Friday, 6 December 2013

Practice - singing


While arguably just another exercise in health and safety, practicing your work is actually much more than just ensuring you don’t accidentally overwork your stage presence or hit a bum note and throw out your entire routine – funnily enough even an accidental wrong note can mess your throat up something fierce.

In fact, that’s probably the most important reason why you should practice. Getting those notes right isn’t just pleasing to the ears, but practicing your song over and over will ensure you hit those notes just right and don’t accidentally overdo it. That, and accidentally going flat just sucks – you don’t want to be caught short mid-song.

Of course it’s not always just about staying in key and keeping your voice steady. Practicing a song also helps you learn when to breathe. Sometimes it’s incredibly easy to forget to get a quick lungful when there’s a brief pause in a song, and that can cost you a lot of strain. As well as messing your throat up, it just doesn’t sound very nice as the notes you’re singing are much, much harder to uphold if you’ve got nothing in your lungs to push out.

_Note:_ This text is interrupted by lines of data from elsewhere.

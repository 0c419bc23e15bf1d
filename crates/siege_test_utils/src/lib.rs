//! # Siege Test Utilities
//!
//! Shared testing utilities for all crates:
//! - Standard catalog and realm fixtures
//! - Determinism test harness
//! - Property-based testing strategies
//! - Battle balance sampling

#![forbid(unsafe_code)]
#![warn(missing_docs)]

pub mod balance;
pub mod determinism;
pub mod fixtures;
pub mod strategies;

/// Re-export proptest for convenience.
pub use proptest;
//! Attack legality: cooldowns, points range and revenge.
//!
//! Per attacker the gate is a two-state machine:
//!
//! ```text
//! Idle --(successful attack at t)--> Cooldown(until t + cooldown_period) --(time)--> Idle
//! ```
//!
//! Independently, a successful attack between owners whose points are in
//! range hands the defender a one-shot revenge flag against that attacker,
//! letting the defender strike back later even after points drift apart.

use std::collections::BTreeMap;

use serde::{Deserialize, Serialize};

use crate::error::{GameError, Result};
use crate::realm::OwnerId;
use crate::Tick;

/// Tunables for the gate.
#[derive(Debug, Clone, Copy, PartialEq, Eq, Serialize, Deserialize)]
pub struct MatchRules {
    /// Ticks an attacker must wait between attacks.
    pub cooldown_period: Tick,
    /// Lowest defender points, as a percentage of the attacker's.
    pub lower_threshold: u64,
    /// Highest defender points, as a percentage of the attacker's.
    pub upper_threshold: u64,
    /// Ticks a revenge flag stays usable.
    pub revenge_time_threshold: Tick,
}

/// Why an attack was allowed.
#[derive(Debug, Clone, Copy, PartialEq, Eq, Hash, Serialize, Deserialize)]
pub enum AttackClearance {
    /// Points are within range.
    PointsRange,
    /// Points are out of range but the attacker holds a revenge flag.
    Revenge,
}

/// Whether `defender` points fall within `[lower%, upper%]` of `attacker` points.
#[must_use]
pub fn points_in_range(attacker: u64, defender: u64, lower: u64, upper: u64) -> bool {
    let scaled = u128::from(defender) * 100;
    let low = u128::from(attacker) * u128::from(lower);
    let high = u128::from(attacker) * u128::from(upper);
    low <= scaled && scaled <= high
}

/// Attack history shared by all owners.
#[derive(Debug, Clone, PartialEq, Eq, Hash, Default, Serialize, Deserialize)]
pub struct MatchState {
    last_attack: BTreeMap<OwnerId, Tick>,
    /// (avenger, target) → tick at which the flag expires.
    revenge: BTreeMap<(OwnerId, OwnerId), Tick>,
}

impl MatchState {
    /// Create an empty history.
    #[must_use]
    pub fn new() -> Self {
        Self::default()
    }

    /// Tick of the owner's last successful attack.
    #[must_use]
    pub fn last_attack(&self, owner: OwnerId) -> Option<Tick> {
        self.last_attack.get(&owner).copied()
    }

    /// First tick at which the owner may attack again, if cooling down at `now`.
    #[must_use]
    pub fn cooldown_until(&self, owner: OwnerId, now: Tick, rules: &MatchRules) -> Option<Tick> {
        let until = self
            .last_attack(owner)?
            .saturating_add(rules.cooldown_period);
        (now < until).then_some(until)
    }

    /// Whether `avenger` holds an unexpired revenge flag against `target`.
    #[must_use]
    pub fn has_revenge(&self, avenger: OwnerId, target: OwnerId, now: Tick) -> bool {
        self.revenge
            .get(&(avenger, target))
            .is_some_and(|expiry| now < *expiry)
    }

    /// Check cooldown and matchmaking for an attack.
    ///
    /// Identity checks (self-attack, registration) belong to the caller.
    pub fn check(
        &self,
        attacker: OwnerId,
        defender: OwnerId,
        now: Tick,
        points: (u64, u64),
        rules: &MatchRules,
    ) -> Result<AttackClearance> {
        if let Some(until) = self.cooldown_until(attacker, now, rules) {
            return Err(GameError::OnCooldown { until });
        }
        if points_in_range(points.0, points.1, rules.lower_threshold, rules.upper_threshold) {
            return Ok(AttackClearance::PointsRange);
        }
        if self.has_revenge(attacker, defender, now) {
            return Ok(AttackClearance::Revenge);
        }
        Err(GameError::NotInPointsRange)
    }

    /// Record a successful attack.
    ///
    /// Starts the attacker's cooldown, consumes a revenge flag if the attack
    /// relied on one, and grants the defender a flag when points were in range.
    pub fn record_attack(
        &mut self,
        attacker: OwnerId,
        defender: OwnerId,
        now: Tick,
        clearance: AttackClearance,
        rules: &MatchRules,
    ) {
        self.last_attack.insert(attacker, now);
        if clearance == AttackClearance::Revenge {
            self.revenge.remove(&(attacker, defender));
        } else {
            self.revenge.insert(
                (defender, attacker),
                now.saturating_add(rules.revenge_time_threshold),
            );
        }
    }

    /// Drop revenge flags that expired at or before `now`.
    pub fn prune_expired(&mut self, now: Tick) {
        self.revenge.retain(|_, expiry| now < *expiry);
    }
}

#[cfg(test)]
mod tests {
    use super::*;

    const A: OwnerId = OwnerId(1);
    const B: OwnerId = OwnerId(2);

    const RULES: MatchRules = MatchRules {
        cooldown_period: 100,
        lower_threshold: 50,
        upper_threshold: 200,
        revenge_time_threshold: 1_000,
    };

    #[test]
    fn test_points_in_range() {
        assert!(points_in_range(100, 100, 50, 200));
        assert!(points_in_range(100, 50, 50, 200));
        assert!(points_in_range(100, 200, 50, 200));
        assert!(!points_in_range(100, 49, 50, 200));
        assert!(!points_in_range(100, 201, 50, 200));
        assert!(points_in_range(0, 0, 50, 200));
        assert!(!points_in_range(0, 1, 50, 200));
    }

    #[test]
    fn test_cooldown_cycle() {
        let mut state = MatchState::new();
        assert_eq!(state.check(A, B, 0, (100, 100), &RULES), Ok(AttackClearance::PointsRange));

        state.record_attack(A, B, 10, AttackClearance::PointsRange, &RULES);
        assert_eq!(
            state.check(A, B, 50, (100, 100), &RULES),
            Err(GameError::OnCooldown { until: 110 })
        );
        assert!(state.check(A, B, 110, (100, 100), &RULES).is_ok());
    }

    #[test]
    fn test_out_of_range_rejected() {
        let state = MatchState::new();
        assert_eq!(
            state.check(A, B, 0, (1_000, 10), &RULES),
            Err(GameError::NotInPointsRange)
        );
    }

    #[test]
    fn test_revenge_flag_granted_and_consumed() {
        let mut state = MatchState::new();
        state.record_attack(A, B, 0, AttackClearance::PointsRange, &RULES);
        assert!(state.has_revenge(B, A, 5));
        assert!(!state.has_revenge(A, B, 5));

        // Points drifted apart, revenge still applies
        assert_eq!(
            state.check(B, A, 5, (10, 1_000), &RULES),
            Ok(AttackClearance::Revenge)
        );
        state.record_attack(B, A, 5, AttackClearance::Revenge, &RULES);
        assert!(!state.has_revenge(B, A, 6));
        // A revenge attack does not hand out a counter-flag
        assert!(!state.has_revenge(A, B, 6));
    }

    #[test]
    fn test_revenge_flag_expires() {
        let mut state = MatchState::new();
        state.record_attack(A, B, 0, AttackClearance::PointsRange, &RULES);
        assert!(state.has_revenge(B, A, 999));
        assert!(!state.has_revenge(B, A, 1_000));

        state.prune_expired(1_000);
        assert_eq!(state, {
            let mut expected = MatchState::new();
            expected.last_attack.insert(A, 0);
            expected
        });
    }
}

Then there are the words, of course. Everybody’s the victim of getting the words wrong, but if you’ve got a heavy restriction on how many takes you have or – even worse – you’re doing it live, then you don’t want to be forgetting those lyrics. Get it wrong in front of a camera, you can redeem yourself in another take. Get it wrong in front of a crowd, and you lose it.

Timing is everything, too. It’s alright knowing the words, but even if you’re just singing to a backing track, you need to know WHEN to sing. If you break out in to the chorus mid-verse, that just sounds wrong, no matter how right you think it is.
In general, practicing can also strengthen your vocal range merely through pushing yourself a little every time and learning new singing techniques. Watching videos or reading guides on how to get the most out of your voice is a fast track to getting it right – although nothing can fix a bad voice. As long as you have the voice, though, practice and rehearse away.